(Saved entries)

::::::

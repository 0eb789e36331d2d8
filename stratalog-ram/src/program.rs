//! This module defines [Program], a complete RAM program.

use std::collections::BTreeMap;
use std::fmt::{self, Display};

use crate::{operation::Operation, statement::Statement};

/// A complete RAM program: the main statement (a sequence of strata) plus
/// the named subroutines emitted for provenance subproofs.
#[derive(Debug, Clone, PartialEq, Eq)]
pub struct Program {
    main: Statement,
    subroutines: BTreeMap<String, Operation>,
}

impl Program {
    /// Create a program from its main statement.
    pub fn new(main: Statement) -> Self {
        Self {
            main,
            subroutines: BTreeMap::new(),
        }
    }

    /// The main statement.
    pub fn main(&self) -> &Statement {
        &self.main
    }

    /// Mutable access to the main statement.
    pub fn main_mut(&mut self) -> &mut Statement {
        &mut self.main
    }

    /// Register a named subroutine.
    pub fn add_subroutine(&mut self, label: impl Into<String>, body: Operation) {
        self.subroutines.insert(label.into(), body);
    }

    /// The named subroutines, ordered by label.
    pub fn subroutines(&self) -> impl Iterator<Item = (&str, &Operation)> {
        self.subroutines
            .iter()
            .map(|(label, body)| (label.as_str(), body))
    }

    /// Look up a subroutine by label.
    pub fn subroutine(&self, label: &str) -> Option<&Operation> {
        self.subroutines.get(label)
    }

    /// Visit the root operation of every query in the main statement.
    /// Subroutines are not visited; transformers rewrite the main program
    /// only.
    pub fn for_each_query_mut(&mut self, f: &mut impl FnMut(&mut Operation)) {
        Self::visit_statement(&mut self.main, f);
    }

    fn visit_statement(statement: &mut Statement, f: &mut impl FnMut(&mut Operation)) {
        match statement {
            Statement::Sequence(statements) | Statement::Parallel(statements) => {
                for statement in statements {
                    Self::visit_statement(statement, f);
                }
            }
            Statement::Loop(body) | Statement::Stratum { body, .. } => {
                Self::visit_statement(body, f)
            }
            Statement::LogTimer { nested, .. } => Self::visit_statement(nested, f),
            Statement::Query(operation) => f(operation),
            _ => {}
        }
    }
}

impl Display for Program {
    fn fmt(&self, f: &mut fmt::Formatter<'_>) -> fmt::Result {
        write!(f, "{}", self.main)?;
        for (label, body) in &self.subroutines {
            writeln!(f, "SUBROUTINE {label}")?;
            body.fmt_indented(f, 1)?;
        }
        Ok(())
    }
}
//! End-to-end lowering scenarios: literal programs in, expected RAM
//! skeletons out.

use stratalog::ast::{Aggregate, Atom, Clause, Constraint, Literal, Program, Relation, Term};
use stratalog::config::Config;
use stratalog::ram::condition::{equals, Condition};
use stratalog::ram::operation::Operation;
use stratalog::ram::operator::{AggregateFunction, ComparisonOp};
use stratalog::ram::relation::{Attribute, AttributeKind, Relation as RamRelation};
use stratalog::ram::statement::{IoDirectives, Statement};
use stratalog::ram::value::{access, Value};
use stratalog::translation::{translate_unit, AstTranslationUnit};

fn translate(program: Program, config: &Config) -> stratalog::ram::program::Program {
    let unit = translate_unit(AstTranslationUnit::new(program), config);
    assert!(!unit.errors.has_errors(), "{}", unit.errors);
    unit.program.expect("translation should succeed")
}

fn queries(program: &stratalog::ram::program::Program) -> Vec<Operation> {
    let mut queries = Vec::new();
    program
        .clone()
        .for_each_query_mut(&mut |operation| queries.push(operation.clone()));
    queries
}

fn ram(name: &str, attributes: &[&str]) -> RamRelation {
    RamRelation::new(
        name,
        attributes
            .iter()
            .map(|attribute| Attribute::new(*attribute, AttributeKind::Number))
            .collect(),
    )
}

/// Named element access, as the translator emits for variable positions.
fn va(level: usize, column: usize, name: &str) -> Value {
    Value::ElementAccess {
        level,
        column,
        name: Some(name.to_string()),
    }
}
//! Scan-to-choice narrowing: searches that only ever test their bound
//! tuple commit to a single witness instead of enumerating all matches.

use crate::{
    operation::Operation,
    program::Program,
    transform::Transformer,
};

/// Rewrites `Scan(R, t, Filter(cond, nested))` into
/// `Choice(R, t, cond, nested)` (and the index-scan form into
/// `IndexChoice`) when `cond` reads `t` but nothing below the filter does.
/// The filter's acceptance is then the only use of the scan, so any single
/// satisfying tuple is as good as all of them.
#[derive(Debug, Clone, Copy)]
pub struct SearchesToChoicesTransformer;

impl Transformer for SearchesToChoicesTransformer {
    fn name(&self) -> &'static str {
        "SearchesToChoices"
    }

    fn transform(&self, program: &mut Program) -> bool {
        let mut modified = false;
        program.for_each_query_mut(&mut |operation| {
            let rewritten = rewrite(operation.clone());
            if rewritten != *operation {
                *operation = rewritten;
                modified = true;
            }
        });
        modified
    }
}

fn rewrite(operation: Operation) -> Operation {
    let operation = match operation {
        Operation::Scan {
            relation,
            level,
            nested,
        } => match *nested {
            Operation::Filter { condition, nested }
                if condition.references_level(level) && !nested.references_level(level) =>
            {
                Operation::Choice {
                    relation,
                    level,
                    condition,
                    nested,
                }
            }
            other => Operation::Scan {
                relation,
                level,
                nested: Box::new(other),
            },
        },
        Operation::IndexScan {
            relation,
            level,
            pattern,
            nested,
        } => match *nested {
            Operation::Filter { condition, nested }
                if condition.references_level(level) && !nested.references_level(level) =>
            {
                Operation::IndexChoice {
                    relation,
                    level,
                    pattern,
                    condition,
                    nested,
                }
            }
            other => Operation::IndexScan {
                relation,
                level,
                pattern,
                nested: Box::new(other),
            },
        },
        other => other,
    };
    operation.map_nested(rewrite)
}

::::::

Please repeat the entries above exactly as they read.

> **Result**
repository 0eb789e36331d2d8
filename stratalog-ram/src/program.rs
//! This module defines [Program], a complete RAM program.

use std::collections::BTreeMap;
use std::fmt::{self, Display};

use crate::{operation::Operation, statement::Statement};

/// A complete RAM program: the main statement (a sequence of strata) plus
/// the named subroutines emitted for provenance subproofs.
#[derive(Debug, Clone, PartialEq, Eq)]
pub struct Program {
    main: Statement,
    subroutines: BTreeMap<String, Operation>,
}

impl Program {
    /// Create a program from its main statement.
    pub fn new(main: Statement) -> Self {
        Self {
            main,
            subroutines: BTreeMap::new(),
        }
    }

    /// The main statement.
    pub fn main(&self) -> &Statement {
        &self.main
    }

    /// Mutable access to the main statement.
    pub fn main_mut(&mut self) -> &mut Statement {
        &mut self.main
    }

    /// Register a named subroutine.
    pub fn add_subroutine(&mut self, label: impl Into<String>, body: Operation) {
        self.subroutines.insert(label.into(), body);
    }

    /// The named subroutines, ordered by label.
    pub fn subroutines(&self) -> impl Iterator<Item = (&str, &Operation)> {
        self.subroutines
            .iter()
            .map(|(label, body)| (label.as_str(), body))
    }

    /// Look up a subroutine by label.
    pub fn subroutine(&self, label: &str) -> Option<&Operation> {
        self.subroutines.get(label)
    }

    /// Visit the root operation of every query in the main statement.
    /// Subroutines are not visited; transformers rewrite the main program
    /// only.
    pub fn for_each_query_mut(&mut self, f: &mut impl FnMut(&mut Operation)) {
        Self::visit_statement(&mut self.main, f);
    }

    fn visit_statement(statement: &mut Statement, f: &mut impl FnMut(&mut Operation)) {
        match statement {
            Statement::Sequence(statements) | Statement::Parallel(statements) => {
                for statement in statements {
                    Self::visit_statement(statement, f);
                }
            }
            Statement::Loop(body) | Statement::Stratum { body, .. } => {
                Self::visit_statement(body, f)
            }
            Statement::LogTimer { nested, .. } => Self::visit_statement(nested, f),
            Statement::Query(operation) => f(operation),
            _ => {}
        }
    }
}

impl Display for Program {
    fn fmt(&self, f: &mut fmt::Formatter<'_>) -> fmt::Result {
        write!(f, "{}", self.main)?;
        for (label, body) in &self.subroutines {
            writeln!(f, "SUBROUTINE {label}")?;
            body.fmt_indented(f, 1)?;
        }
        Ok(())
    }
}
//! End-to-end lowering scenarios: literal programs in, expected RAM
//! skeletons out.

use stratalog::ast::{Aggregate, Atom, Clause, Constraint, Literal, Program, Relation, Term};
use stratalog::config::Config;
use stratalog::ram::condition::{equals, Condition};
use stratalog::ram::operation::Operation;
use stratalog::ram::operator::{AggregateFunction, ComparisonOp};
use stratalog::ram::relation::{Attribute, AttributeKind, Relation as RamRelation};
use stratalog::ram::statement::{IoDirectives, Statement};
use stratalog::ram::value::{access, Value};
use stratalog::translation::{translate_unit, AstTranslationUnit};

fn translate(program: Program, config: &Config) -> stratalog::ram::program::Program {
    let unit = translate_unit(AstTranslationUnit::new(program), config);
    assert!(!unit.errors.has_errors(), "{}", unit.errors);
    unit.program.expect("translation should succeed")
}

fn queries(program: &stratalog::ram::program::Program) -> Vec<Operation> {
    let mut queries = Vec::new();
    program
        .clone()
        .for_each_query_mut(&mut |operation| queries.push(operation.clone()));
    queries
}

fn ram(name: &str, attributes: &[&str]) -> RamRelation {
    RamRelation::new(
        name,
        attributes
            .iter()
            .map(|attribute| Attribute::new(*attribute, AttributeKind::Number))
            .collect(),
    )
}

/// Named element access, as the translator emits for variable positions.
fn va(level: usize, column: usize, name: &str) -> Value {
    Value::ElementAccess {
        level,
        column,
        name: Some(name.to_string()),
    }
}
//! Scan-to-choice narrowing: searches that only ever test their bound
//! tuple commit to a single witness instead of enumerating all matches.

use crate::{
    operation::Operation,
    program::Program,
    transform::Transformer,
};

/// Rewrites `Scan(R, t, Filter(cond, nested))` into
/// `Choice(R, t, cond, nested)` (and the index-scan form into
/// `IndexChoice`) when `cond` reads `t` but nothing below the filter does.
/// The filter's acceptance is then the only use of the scan, so any single
/// satisfying tuple is as good as all of them.
#[derive(Debug, Clone, Copy)]
pub struct SearchesToChoicesTransformer;

impl Transformer for SearchesToChoicesTransformer {
    fn name(&self) -> &'static str {
        "SearchesToChoices"
    }

    fn transform(&self, program: &mut Program) -> bool {
        let mut modified = false;
        program.for_each_query_mut(&mut |operation| {
            let rewritten = rewrite(operation.clone());
            if rewritten != *operation {
                *operation = rewritten;
                modified = true;
            }
        });
        modified
    }
}

fn rewrite(operation: Operation) -> Operation {
    let operation = match operation {
        Operation::Scan {
            relation,
            level,
            nested,
        } => match *nested {
            Operation::Filter { condition, nested }
                if condition.references_level(level) && !nested.references_level(level) =>
            {
                Operation::Choice {
                    relation,
                    level,
                    condition,
                    nested,
                }
            }
            other => Operation::Scan {
                relation,
                level,
                nested: Box::new(other),
            },
        },
        Operation::IndexScan {
            relation,
            level,
            pattern,
            nested,
        } => match *nested {
            Operation::Filter { condition, nested }
                if condition.references_level(level) && !nested.references_level(level) =>
            {
                Operation::IndexChoice {
                    relation,
                    level,
                    pattern,
                    condition,
                    nested,
                }
            }
            other => Operation::IndexScan {
                relation,
                level,
                pattern,
                nested: Box::new(other),
            },
        },
        other => other,
    };
    operation.map_nested(rewrite)
}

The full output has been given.